# [Directions]
Copy exactly the lines of the data below that run from the line holding "and HTTP status" through the line holding "use peerhub_configuration::Configuration;", both ends included.
[Record set Boundary: Start]
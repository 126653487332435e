//! HTTP tracker front-end.
//!
//! An axum application serving `/announce`, `/scrape` and `/health_check`,
//! plus the `/announce/{key}` and `/scrape/{key}` aliases used in private
//! mode. Client errors are answered with a bencoded `failure reason` body
//! and HTTP status 200, which is what `BitTorrent` clients expect.
pub mod container;
pub mod routes;
pub mod server;
pub mod signals;
pub mod v1;

pub const HTTP_TRACKER_LOG_TARGET: &str = "HTTP TRACKER";

#[cfg(test)]
pub(crate) mod tests {
    use std::sync::Arc;

    use peerhub_configuration::Configuration;
    use peerhub_primitives::info_hash::InfoHash;
    use peerhub_swarm_registry::Registry;
    use peerhub_tracker_core::announce_handler::AnnounceHandler;
    use peerhub_tracker_core::scrape_handler::ScrapeHandler;
    use peerhub_tracker_core::statistics;
    use peerhub_tracker_core::whitelist::authorization::WhitelistAuthorization;
    use peerhub_tracker_core::whitelist::repository::InMemoryWhitelist;

    use crate::container::HttpTrackerServices;

    /// # Panics
    ///
    /// Will panic if the string representation of the info hash is not a valid info hash.
    #[must_use]
    pub fn sample_info_hash() -> InfoHash {
        "89d4bc521116ca1d42a2f30d1f274d94e4681daf"
            .parse::<InfoHash>()
            .expect("String should be a valid info hash")
    }

    /// The sample infohash, percent-encoded for a query string.
    #[must_use]
    pub fn sample_info_hash_encoded() -> String {
        percent_encoding::percent_encode(&sample_info_hash().0, percent_encoding::NON_ALPHANUMERIC).to_string()
    }

    pub struct TestEnvironment {
        pub services: Arc<HttpTrackerServices>,
        pub swarm_registry: Arc<Registry>,
        pub in_memory_whitelist: Arc<InMemoryWhitelist>,
    }

    #[must_use]
    pub fn initialize_services(config: &Configuration) -> TestEnvironment {
        let core_config = Arc::new(config.core.clone());

        let swarm_registry = Arc::new(Registry::new(core_config.shard_count));
        let in_memory_whitelist = Arc::new(InMemoryWhitelist::default());
        let whitelist_authorization = Arc::new(WhitelistAuthorization::new(&core_config, &in_memory_whitelist));
        let announce_handler = Arc::new(AnnounceHandler::new(&core_config, &swarm_registry));
        let scrape_handler = Arc::new(ScrapeHandler::new(&whitelist_authorization, &swarm_registry));
        let stats_repository = Arc::new(statistics::repository::Repository::default());

        let services = Arc::new(HttpTrackerServices {
            core_config,
            announce_handler,
            scrape_handler,
            whitelist_authorization,
            stats_repository,
        });

        TestEnvironment {
            services,
            swarm_registry,
            in_memory_whitelist,
        }
    }

    #[must_use]
    pub fn initialize_public_services() -> TestEnvironment {
        initialize_services(&Configuration::default())
    }
}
[Record set Boundary: End]
# [Result for this task]
//! and HTTP status 200, which is what `BitTorrent` clients expect.
pub mod container;
pub mod routes;
pub mod server;
pub mod signals;
pub mod v1;

pub const HTTP_TRACKER_LOG_TARGET: &str = "HTTP TRACKER";

#[cfg(test)]
pub(crate) mod tests {
    use std::sync::Arc;

    use peerhub_configuration::Configuration;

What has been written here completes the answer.